Buildings

Nov 23, 2025 · 3 min read
Why should we care about buildings?

Buildings account for a significant percentage of total energy use world-wide (about 24% in 2023). Building energy modeling provides an opportunity to study the impact of different energy savings measures to determine the best path forward when designing a new building or retrofitting an existing building.
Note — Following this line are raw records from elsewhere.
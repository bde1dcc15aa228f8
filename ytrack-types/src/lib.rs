//! ytrack-specific data transfer objects and configuration primitives.
#![warn(missing_docs)]

mod config;
mod error;
mod reports;
mod series;
mod video;

pub use config::{GranularityBounds, TimestampSource, TrackerConfig};
pub use error::YtrackError;
pub use reports::{CycleReport, MergeReport, SeriesReport};
pub use series::{Scope, SeriesKey, WindowKind};
pub use video::{VideoEntry, VideoFlags};
use ytrack_types::{SeriesKey, YtrackError};

use crate::snapshot::RawSnapshot;

/// What to fetch: the window of one scope.
#[derive(Debug, Clone, PartialEq, Eq, Hash)]
pub struct SnapshotRequest {
    /// Series the snapshot will be merged into.
    pub key: SeriesKey,
}

impl SnapshotRequest {
    /// Request for `key`.
    #[must_use]
    pub const fn new(key: SeriesKey) -> Self {
        Self { key }
    }
}

/// Produces raw analytics snapshots, live or replayed.
///
/// `fetch` is a pure retry boundary: it must be safe to call again after a
/// failure, and the tracker never retries on its own.
pub trait SnapshotSource: Send + Sync {
    /// A stable identifier used in logs and errors (e.g. "studio", "dumps").
    fn name(&self) -> &'static str;

    /// Fetch one snapshot. Blocks until the page yields one or gives up.
    ///
    /// # Errors
    /// Returns `Source` or `SourceTimeout` when no snapshot could be produced.
    fn fetch(&self, req: &SnapshotRequest) -> Result<RawSnapshot, YtrackError>;
}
Scaling Up Building Simulation to National Scale

Most building simulation is performed for individual buildings or at an urban scale. This project’s goal was to scale up to national scale. EnergyPlus itself is single-threaded and would not parallelize well due to the complexities of interactions between equipment and space. To solve this issue, each node receives a list of building models which are assigned to individual cores.

My Contributions
  • Scaled up an existing workflow to switch from pure EnergyPlus to a more flexible setup which used OpenStudio to generate building models prior to running them with EnergyPlus (C++, MPI). This allowed is to initiate large-scale simulations by providing a simple CSV with relevant parameters without having generate and transfer all building models.
  • With the OpenStudio connection, I was able to update the workflow to permit the use of custom weather files. This facilitated the use of weather files which accurately presented the climate zones in which each building model was located.
  • Generated models and simulated building energy for nearly all buildings in the United States (125 million buildings in v1, 140 million buildings in v2) on supercomputer Theta.
  • Set up a data workflow to transfer model outputs back to internal infrastructure (80TB of data).
  • Published Model America dataset which consists of 122.9 million building models.
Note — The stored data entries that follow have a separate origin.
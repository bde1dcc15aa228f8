use std::collections::HashSet;
use std::io;
use std::path::{Path, PathBuf};

use chrono::{DateTime, TimeDelta, Utc};
use ytrack_types::{SeriesKey, WindowKind, YtrackError};

use super::{SeriesStore, write_atomic};
use crate::frame::{ColumnRegistry, DAY_COLUMN, Row, Series, TIME_COLUMN, Value};
use crate::timeseries::infer::estimate_step_seconds;

const TS_FORMAT: &str = "%Y-%m-%d %H:%M:%S%:z";
const CLOCK_FORMAT: &str = "%H:%M";

/// One CSV table per series in a directory, named by
/// [`SeriesKey::file_name`].
///
/// Columns are `datetime(UTC)`, `day`, the window's derived columns
/// (`start`/`end` for hourly series, `time unit` otherwise), then the
/// dynamic columns in schema order. Derived columns are recomputed on write.
#[derive(Debug, Clone)]
pub struct CsvStore {
    dir: PathBuf,
}

impl CsvStore {
    /// Store rooted at `dir`; the directory is created on first write.
    pub fn new(dir: impl Into<PathBuf>) -> Self {
        Self { dir: dir.into() }
    }

    /// Directory holding the tables.
    #[must_use]
    pub fn dir(&self) -> &Path {
        &self.dir
    }

    /// Location of the table for `key`.
    #[must_use]
    pub fn path_for(&self, key: &SeriesKey) -> PathBuf {
        self.dir.join(key.file_name())
    }
}

fn leading_columns(window: WindowKind) -> Vec<&'static str> {
    let mut cols = vec![TIME_COLUMN, DAY_COLUMN];
    cols.extend_from_slice(window.derived_columns());
    cols
}

fn derived_cells(window: WindowKind, index: usize, row: &Row, step: TimeDelta) -> Vec<String> {
    match window {
        WindowKind::Hourly => vec![
            row.ts.format(CLOCK_FORMAT).to_string(),
            (row.ts + step).format(CLOCK_FORMAT).to_string(),
        ],
        _ => vec![index.to_string()],
    }
}

fn parse_ts(raw: &str) -> Option<DateTime<Utc>> {
    DateTime::parse_from_str(raw, TS_FORMAT)
        .ok()
        .map(|dt| dt.with_timezone(&Utc))
}

fn read_table(path: &Path, key: &SeriesKey) -> Result<Series, YtrackError> {
    let corrupt = |msg: String| YtrackError::corrupt(path, msg);
    let mut reader = csv::ReaderBuilder::new()
        .has_headers(true)
        .from_path(path)
        .map_err(|e| YtrackError::io(path, e))?;

    let header = reader.headers().map_err(|e| corrupt(e.to_string()))?.clone();
    let leading = leading_columns(key.window);
    let got: Vec<&str> = header.iter().take(leading.len()).collect();
    if got != leading {
        return Err(corrupt(format!(
            "expected leading columns {leading:?}, found {got:?}"
        )));
    }
    let dynamic: Vec<&str> = header.iter().skip(leading.len()).collect();
    let mut seen = HashSet::new();
    if let Some(dup) = dynamic.iter().find(|c| !seen.insert(**c)) {
        return Err(corrupt(format!("duplicate column {dup:?}")));
    }
    let columns = ColumnRegistry::from_names(dynamic.iter().copied());

    let mut rows: Vec<Row> = Vec::new();
    for (i, record) in reader.records().enumerate() {
        let record = record.map_err(|e| corrupt(e.to_string()))?;
        let raw_ts = record.get(0).unwrap_or_default();
        let ts = parse_ts(raw_ts)
            .ok_or_else(|| corrupt(format!("row {}: bad timestamp {raw_ts:?}", i + 1)))?;
        if let Some(prev) = rows.last() {
            if ts <= prev.ts {
                return Err(corrupt(format!(
                    "row {}: {ts} does not follow {}",
                    i + 1,
                    prev.ts
                )));
            }
        }
        let cells = record
            .iter()
            .skip(leading.len())
            .map(Value::parse_cell)
            .collect();
        rows.push(Row { ts, cells });
    }

    let stamps: Vec<DateTime<Utc>> = rows.iter().map(|r| r.ts).collect();
    let granularity = estimate_step_seconds(&stamps)
        .map_or_else(|| TimeDelta::hours(1), TimeDelta::seconds);
    let mut series = Series {
        key: key.clone(),
        granularity,
        columns,
        rows,
    };
    series.pad_rows();
    Ok(series)
}

fn write_table<W: io::Write>(out: W, series: &Series, path: &Path) -> Result<(), YtrackError> {
    let to_io = |e: csv::Error| YtrackError::io(path, e);
    let mut w = csv::Writer::from_writer(out);
    let mut header: Vec<&str> = leading_columns(series.key.window);
    header.extend(series.columns.names());
    w.write_record(&header).map_err(to_io)?;

    let width = series.columns.len();
    for (i, row) in series.rows.iter().enumerate() {
        let mut record = vec![row.ts.format(TS_FORMAT).to_string(), row.weekday()];
        record.extend(derived_cells(series.key.window, i, row, series.granularity));
        record.extend((0..width).map(|c| {
            row.cells
                .get(c)
                .and_then(Option::as_ref)
                .map(ToString::to_string)
                .unwrap_or_default()
        }));
        w.write_record(&record).map_err(to_io)?;
    }
    w.flush().map_err(|e| YtrackError::io(path, e))
}

impl SeriesStore for CsvStore {
    #[cfg_attr(
        feature = "tracing",
        tracing::instrument(name = "ytrack::store::load", skip(self), fields(key = %key))
    )]
    fn load(&self, key: &SeriesKey) -> Result<Option<Series>, YtrackError> {
        let path = self.path_for(key);
        if !path.exists() {
            return Ok(None);
        }
        read_table(&path, key).map(Some)
    }

    #[cfg_attr(
        feature = "tracing",
        tracing::instrument(
            name = "ytrack::store::store",
            skip(self, series),
            fields(key = %series.key, rows = series.len())
        )
    )]
    fn store(&self, series: &Series) -> Result<(), YtrackError> {
        let path = self.path_for(&series.key);
        write_atomic(&path, |file| write_table(file, series, &path))?;
        #[cfg(feature = "tracing")]
        tracing::info!(path = %path.display(), rows = series.len(), "written series");
        Ok(())
    }
}

#[cfg(test)]
mod tests {
    use super::*;

    struct Refusing;

    impl io::Write for Refusing {
        fn write(&mut self, _: &[u8]) -> io::Result<usize> {
            Err(io::Error::other("disk full"))
        }

        fn flush(&mut self) -> io::Result<()> {
            Ok(())
        }
    }

    #[test]
    fn write_errors_name_the_full_table_path() {
        let key = SeriesKey::hourly_channel("UCfull");
        let mut series = Series::new(key, TimeDelta::hours(1));
        series.columns.intern("views");
        let path = Path::new("/var/lib/ytrack/data/Hourly_UCfull.csv");
        let err = write_table(Refusing, &series, path).unwrap_err();
        match err {
            YtrackError::Io { path: reported, msg } => {
                assert_eq!(reported, path.display().to_string());
                assert!(msg.contains("disk full"), "{msg}");
            }
            other => panic!("unexpected error {other:?}"),
        }
    }
}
Workflow for the overall project.
The AutoBEM workflow consists of a preprocessing step to create csv input data, which is typically performed on a small cluster or cloud resources, and a software pipeline that generates and simulates building models on a supercomputer.
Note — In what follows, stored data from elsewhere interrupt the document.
//! Report envelopes produced by the reconciler and the tracker.

use serde::{Deserialize, Serialize};

use crate::error::YtrackError;
use crate::series::SeriesKey;

/// What a single reconciliation did to a series.
#[derive(Debug, Clone, Default, PartialEq, Eq, Serialize, Deserialize)]
pub struct MergeReport {
    /// No prior series existed; this merge created it.
    pub created: bool,
    /// Incoming rows that made it into the series.
    pub appended: usize,
    /// Synthesized rows marking buckets that were never observed.
    pub placeholders: usize,
    /// Incoming rows dropped because they duplicated persisted buckets.
    pub skipped: usize,
    /// Columns the series did not have before this merge, in schema order.
    pub new_columns: Vec<String>,
    /// The persisted rows were replaced by a complete newer window.
    pub replaced: bool,
}

impl MergeReport {
    /// True if no rows were added or replaced.
    ///
    /// A no-op merge leaves the persisted table untouched, even if the
    /// incoming rows mentioned columns the table does not have yet.
    #[must_use]
    pub const fn is_noop(&self) -> bool {
        self.appended == 0 && self.placeholders == 0 && !self.replaced
    }
}

/// Outcome of one parse → attribute → reconcile → persist pass.
#[derive(Debug, Clone, PartialEq, Eq, Serialize, Deserialize)]
pub struct SeriesReport {
    /// Series that was processed.
    pub key: SeriesKey,
    /// What the reconciler did.
    pub merge: MergeReport,
    /// Columns attributed from the snapshot's category breakdown, in order.
    pub attributed_columns: Vec<String>,
    /// Categories that could not be attributed; the rest of the snapshot was kept.
    pub category_failures: Vec<YtrackError>,
    /// Whether the table on disk was rewritten.
    pub stored: bool,
}

impl SeriesReport {
    /// True if any category of the snapshot failed to attribute.
    #[must_use]
    pub fn had_warnings(&self) -> bool {
        !self.category_failures.is_empty()
    }
}

/// Summary of a scheduled run across several series.
///
/// Failures are isolated per identity: one failing series never prevents
/// the others from being committed.
#[derive(Debug, Clone, Default, PartialEq, Eq, Serialize, Deserialize)]
pub struct CycleReport {
    /// Series that completed (possibly as a no-op).
    pub completed: Vec<SeriesReport>,
    /// Series that were skipped this cycle, with the reason.
    pub failed: Vec<(SeriesKey, YtrackError)>,
}

impl CycleReport {
    /// True when every series completed.
    #[must_use]
    pub fn is_clean(&self) -> bool {
        self.failed.is_empty()
    }

    /// Total rows appended across all completed series.
    #[must_use]
    pub fn rows_appended(&self) -> usize {
        self.completed.iter().map(|r| r.merge.appended).sum()
    }

    /// Report for a given key, if it completed.
    #[must_use]
    pub fn report_for(&self, key: &SeriesKey) -> Option<&SeriesReport> {
        self.completed.iter().find(|r| &r.key == key)
    }

    /// Merge another cycle's results into this one.
    pub fn extend(&mut self, other: Self) {
        self.completed.extend(other.completed);
        self.failed.extend(other.failed);
    }
}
Visualizing Building Simulation Outputs

For this project, the team had run building models for all buildings in the Electrical Powerboard of Chattanooga (EPB) service area. The simulations included a baseline case and 10 different building retrofit options. My task was to integrate the model outputs in an interactive web tool.

My Contributions
  • Augmented Cesium-based Virtual EPB web tool to include a comparison of energy, demand, and cost savings for aten different building retrofit options (e.g., improving insulation or upgrading water heaters) for all buildings in the EPB service area.
  • Improved the visualization itself via updated selection of colormaps, less distracting base map, and the addition of a selection tool to choose which variable is visualized.

Screenshot of VirtualEPB showing 3D buildings in various shades of green and yellow on top of a map. A UI element shows properties of a selected building
Screenshot of Virtual EPB showing buildings in downtown Chattanooga, colored by Energy Use Intensity. The building height is scaled up to better highlight difference in heights.